NLP & The Procrastination Habit (2)

An NLP look at 'putting things off'

The first part of this article on NLP & The Procrastination Habit looked at how we procrastinate and how it affects us.

Now it's time to take action on procrastinating. Unless you’d like to do put this off till you have more time…

The two types of motivation

Fundamental to dealing with procrastination is knowing how best to motivate yourself and recognising which of the two approaches to motivation work best for you in a particular situation.

Towards Motivation:

This is an NLP term for Aspirational Motivation.

Here we emphasise or focus more on the benefits of doing something – to the feelings/values which appeal to us in this context and which we want to ‘move towards’.

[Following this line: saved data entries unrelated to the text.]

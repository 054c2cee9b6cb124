//! Create `orders` table (`order` is reserved in SQL) with FK to `order_table`.
use sea_orm_migration::{prelude::*, schema::*};

#[derive(DeriveMigrationName)]
pub struct Migration;

#[async_trait::async_trait]
impl MigrationTrait for Migration {
    async fn up(&self, manager: &SchemaManager) -> Result<(), DbErr> {
        manager
            .create_table(
                Table::create()
                    .table(Orders::Table)
                    .if_not_exists()
                    .col(pk_auto(Orders::Id))
                    .col(integer(Orders::OrderTableId).not_null())
                    .col(string_len(Orders::OrderStatus, 16).not_null())
                    .col(timestamp_with_time_zone(Orders::OrderedTime).not_null())
                    .foreign_key(
                        ForeignKey::create()
                            .name("fk_orders_order_table")
                            .from(Orders::Table, Orders::OrderTableId)
                            .to(OrderTable::Table, OrderTable::Id)
                            .on_delete(ForeignKeyAction::Restrict)
                            .on_update(ForeignKeyAction::Cascade),
                    )
                    .to_owned(),
            )
            .await
    }

    async fn down(&self, manager: &SchemaManager) -> Result<(), DbErr> {
        manager.drop_table(Table::drop().table(Orders::Table).to_owned()).await
    }
}

#[derive(DeriveIden)]
enum Orders { Table, Id, OrderTableId, OrderStatus, OrderedTime }

#[derive(DeriveIden)]
enum OrderTable { Table, Id }
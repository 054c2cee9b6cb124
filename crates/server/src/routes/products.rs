use axum::{extract::State, http::StatusCode, response::IntoResponse, Json};
use service::{domain::ProductCreate, product_service};

use crate::{errors::JsonApiError, extract::ApiJson, routes::{location, AppState}};

#[utoipa::path(
    post, path = "/api/products", tag = "products",
    request_body = crate::openapi::ProductCreateDoc,
    responses(
        (status = 201, description = "Created", body = crate::openapi::ProductDoc),
        (status = 400, description = "Validation Error")
    )
)]
pub async fn create(
    State(state): State<AppState>,
    ApiJson(input): ApiJson<ProductCreate>,
) -> Result<impl IntoResponse, JsonApiError> {
    let p = product_service::create_product(&state.db, input).await?;
    Ok((StatusCode::CREATED, location("/api/products", p.id), Json(p)))
}

#[utoipa::path(get, path = "/api/products", tag = "products", responses((status = 200, description = "List OK", body = [crate::openapi::ProductDoc])))]
pub async fn list(State(state): State<AppState>) -> Result<Json<Vec<models::product::Model>>, JsonApiError> {
    Ok(Json(product_service::list_products(&state.db).await?))
}
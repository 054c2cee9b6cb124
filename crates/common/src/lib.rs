//! Pieces shared by the server crate and the binary: logging setup and
//! small response types.

pub mod types;
pub mod utils;
use sea_orm_migration::prelude::*;

#[async_std::main]
async fn main() {
    cli::run_cli(migration::Migrator).await;
}
//! Student roster loading.
//!
//! The roster is a CSV file with a header row. Headers are trimmed and lowercased.
//! `username` is required; `uid` fills [`Student::uid`]; every other column becomes a
//! placeholder variable (`ip` is reachable as `{IP}`).
//!
//! Empty cells are left unset, so a student missing a value the answer key needs is
//! still graded and reported with a missing-variable annotation. Rows without a
//! username, and repeated usernames, are skipped with a warning.

use marker::types::Student;
use std::collections::HashSet;
use std::fs::File;
use std::io::{self, Read};
use std::path::{Path, PathBuf};
use thiserror::Error;
use tracing::{info, warn};

#[derive(Debug, Error)]
pub enum RosterError {
    #[error("cannot open roster '{path}': {source}")]
    Open { path: PathBuf, source: io::Error },
    #[error("malformed roster: {0}")]
    Csv(#[from] csv::Error),
    #[error("roster header has no 'username' column")]
    MissingUsernameColumn,
}

/// A parsed roster: its header columns and the students in file order.
#[derive(Debug, Clone, Default, PartialEq, Eq)]
pub struct Roster {
    /// Header names, trimmed and lowercased.
    pub columns: Vec<String>,
    pub students: Vec<Student>,
}

impl Roster {
    /// Placeholders that no roster column can supply, in the order given.
    ///
    /// `USERNAME` is always supplied. Every other placeholder needs a column of the
    /// same name, compared case-insensitively.
    pub fn unsupplied<I, S>(&self, placeholders: I) -> Vec<String>
    where
        I: IntoIterator<Item = S>,
        S: AsRef<str>,
    {
        placeholders
            .into_iter()
            .map(|p| p.as_ref().to_string())
            .filter(|p| {
                p != "USERNAME" && !self.columns.iter().any(|c| c.eq_ignore_ascii_case(p))
            })
            .collect()
    }
}

pub fn load_roster(path: impl AsRef<Path>) -> Result<Roster, RosterError> {
    let path = path.as_ref();
    let file = File::open(path).map_err(|source| RosterError::Open {
        path: path.to_path_buf(),
        source,
    })?;
    let roster = parse_roster(file)?;
    info!(count = roster.students.len(), path = %path.display(), "roster loaded");
    Ok(roster)
}

pub fn parse_roster<R: Read>(reader: R) -> Result<Roster, RosterError> {
    let mut csv_reader = csv::ReaderBuilder::new()
        .flexible(true)
        .trim(csv::Trim::All)
        .from_reader(reader);

    let headers: Vec<String> = csv_reader
        .headers()?
        .iter()
        .map(|h| h.trim().to_lowercase())
        .collect();
    let username_col = headers
        .iter()
        .position(|h| h == "username")
        .ok_or(RosterError::MissingUsernameColumn)?;

    let mut seen = HashSet::new();
    let mut students = Vec::new();

    for (index, record) in csv_reader.records().enumerate() {
        let record = record?;
        // header is row 1
        let row = index + 2;

        let username = record.get(username_col).unwrap_or_default();
        if username.is_empty() {
            warn!(row, "roster row has no username, skipping");
            continue;
        }
        if !seen.insert(username.to_string()) {
            warn!(row, username, "duplicate username in roster, skipping");
            continue;
        }

        let mut student = Student::new(username, None);
        for (header, value) in headers.iter().zip(record.iter()) {
            if header.is_empty() || value.is_empty() || header == "username" {
                continue;
            }
            if header == "uid" {
                student.uid = Some(value.to_string());
            } else {
                student = student.with_variable(header.as_str(), value);
            }
        }
        students.push(student);
    }

    Ok(Roster {
        columns: headers,
        students,
    })
}

#[cfg(test)]
mod tests {
    use super::*;

    #[test]
    fn test_parses_uid_and_extra_columns() {
        let csv = "Username, UID ,IP\njdoe,7,10.0.0.7\nasmith,8,10.0.0.8\n";
        let roster = parse_roster(csv.as_bytes()).unwrap();
        assert_eq!(roster.columns, ["username", "uid", "ip"]);
        let students = roster.students;
        assert_eq!(students.len(), 2);
        assert_eq!(students[0].username, "jdoe");
        assert_eq!(students[0].uid.as_deref(), Some("7"));
        assert_eq!(students[1].lookup("IP"), Some("10.0.0.8"));
    }

    #[test]
    fn test_missing_username_column() {
        let err = parse_roster("name,uid\njdoe,7\n".as_bytes()).unwrap_err();
        assert!(matches!(err, RosterError::MissingUsernameColumn));
    }

    #[test]
    fn test_empty_cells_stay_unset() {
        let students = parse_roster("username,uid,ip\njdoe,,\n".as_bytes())
            .unwrap()
            .students;
        assert_eq!(students.len(), 1);
        assert_eq!(students[0].uid, None);
        assert_eq!(students[0].lookup("IP"), None);
    }

    #[test]
    fn test_rows_without_username_and_duplicates_are_skipped() {
        let csv = "username,uid\n,1\njdoe,2\njdoe,3\nshort\n";
        let students = parse_roster(csv.as_bytes()).unwrap().students;
        let names: Vec<_> = students.iter().map(|s| s.username.as_str()).collect();
        assert_eq!(names, ["jdoe", "short"]);
        assert_eq!(students[0].uid.as_deref(), Some("2"));
        assert_eq!(students[1].uid, None);
    }

    #[test]
    fn test_keeps_file_order() {
        let students = parse_roster("username\nzed\namy\nbob\n".as_bytes())
            .unwrap()
            .students;
        let names: Vec<_> = students.iter().map(|s| s.username.as_str()).collect();
        assert_eq!(names, ["zed", "amy", "bob"]);
    }

    #[test]
    fn test_unsupplied_placeholders() {
        let roster = parse_roster("Username,UID\njdoe,7\n".as_bytes()).unwrap();
        let missing = roster.unsupplied(["IP", "UID", "USERNAME", "VLAN"]);
        assert_eq!(missing, ["IP", "VLAN"]);
        // an empty cell still counts as a column
        let roster = parse_roster("username,ip\njdoe,\n".as_bytes()).unwrap();
        assert!(roster.unsupplied(["IP"]).is_empty());
    }

    #[test]
    fn test_load_missing_file() {
        let err = load_roster("/definitely/not/here.csv").unwrap_err();
        assert!(matches!(err, RosterError::Open { .. }));
    }
}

We are paying attention to the pleasant feelings/values which we will experience as a result of taking action; feelings such as achievement, success, enjoyment, status, and so on.

This is sometimes referred to as the ‘carrots’ approach to motivation and is often considered to be the ‘positive’ way of motivating.

Away From Motivation:

This is an NLP term for Risk Avoidance Motivation.

Here we emphasise or focus more on the consequences of not doing something which needs doing. We are paying attention to the feelings/values we may experience if we do not take action – and which we want to ‘move away from’

This is sometimes referred to as the ‘stick’ (rather than 'carrot') approach to motivation and is frequently considered to be the ‘negative’ way of motivating.

Terms like positive and negatives are pretty meaningless here since whichever style works for you is going to have a positive benefit and, of course, in any situation there’ll be a little of both Towards and Away From motivation - the key is which ‘motivation direction’ works most effectively for you to get things done in a particular situation.

Motivating others

These two motivational styles are very important when it comes to motivating others.  If your own motivational style is predominantly Towards, and this works excellently for you, you may be tempted to try to motivate everyone in the same way.

But such a style might be completely inappropriate when it comes to motivating somebody whose motivational style is Away From! It’s also worth remembering that motivational style can vary quite significantly from one situation to another for any individual. (We explore how to use the two styles of motivation in our in-depth NLP courses).

Use Away From motivation for procrastination

A very ‘positive’ Towards motivational approach, in which you focus on all the benefits of doing something, will rarely work in dealing with your own procrastination. You need to use a mainly Away From approach.  You need to ratchet up the discomfort – by focussing your attention on the consequences of not acting.

Six steps for dealing with Procrastination

Here’s how. Take something you like to start procrastinating on. Set aside about 15 minutes or so for the following exercise.  Make sure you won't be interrupted.  Switch off the phone, too.

Make sure this is something you could have acted upon before now - in other words you had the resources and the time to act, but didn't! And it will help if you have a Mini Action Plan already prepared for this (see Newsletter # 3 in the Self Talk Series).

Now go through the following steps:

  1. Take a few minutes to think about, and to feel, just how much stress putting this off has already caused you since you first realised the task needed action.  Be sure to really get into these feelings.
  2. Think about, and feel, how much stress it is currently causing you - how much time you spend thinking about it (or trying to not think about it), feeling guilty about it, being reminded about it by yourself and by others, and so on. Again, get in touch with these feelings of discomfort.
  3. Think about how much discomfort it will cause you if you continue to do nothing about it for another few weeks or even another a few months.
  4. Okay, you have had a really good experience of the uneasiness and unpleasantness involved in procrastinating on this issue, you now need to look at the benefits of taking action. You've done the ‘stick’ bit – now it’s time for a little bit of ‘carrot’. So take a few moments to really feel how good it will be once you have taken action on this and put it behind you!
  5. Now, if you have one prepared, check your Mini Action Plan for this task to remind yourself just how little time and effort this task will actually require. And compare the cost of taking action (in terms of energy, effort, etc) with the cost of not taking action…
  6. Now do it. Right now, while it is still fresh in your mind and in your emotions. Or at least begin doing it. Or plan to take action within the next day or so – and make sure you stick to this commitment.

Ways of making the 6 steps work even better

  • List everything in Steps 1 to 4 on a sheet or two of paper.  Putting things on paper makes them less easy to ignore. You can delude yourself or ignore things much more easily when they are flitting about in your mind. But seeing the facts on paper forces you to recognize the reality of what you are doing to your own peace of mind and your own vitality through procrastinating
  • Motivating yourself is an emotional rather than an intellectual exercise.  So take the time to really feel both the Towards and the Away From emotions rather than simply making lists of feelings
  • Deal with just one procrastinating issue at a time.  It’s easier to focus your attention and your motivation this way
  • Immediately you’ve done it - completed the task - make some notes on the same sheets of paper about how you feel! Keep all this paperwork for later reference. Reading through it now and then will help you remain focused on the discomfort and distress that you do cause yourself each time you procrastinate - and on the benefits of adopting a new ‘do it now’ attitude.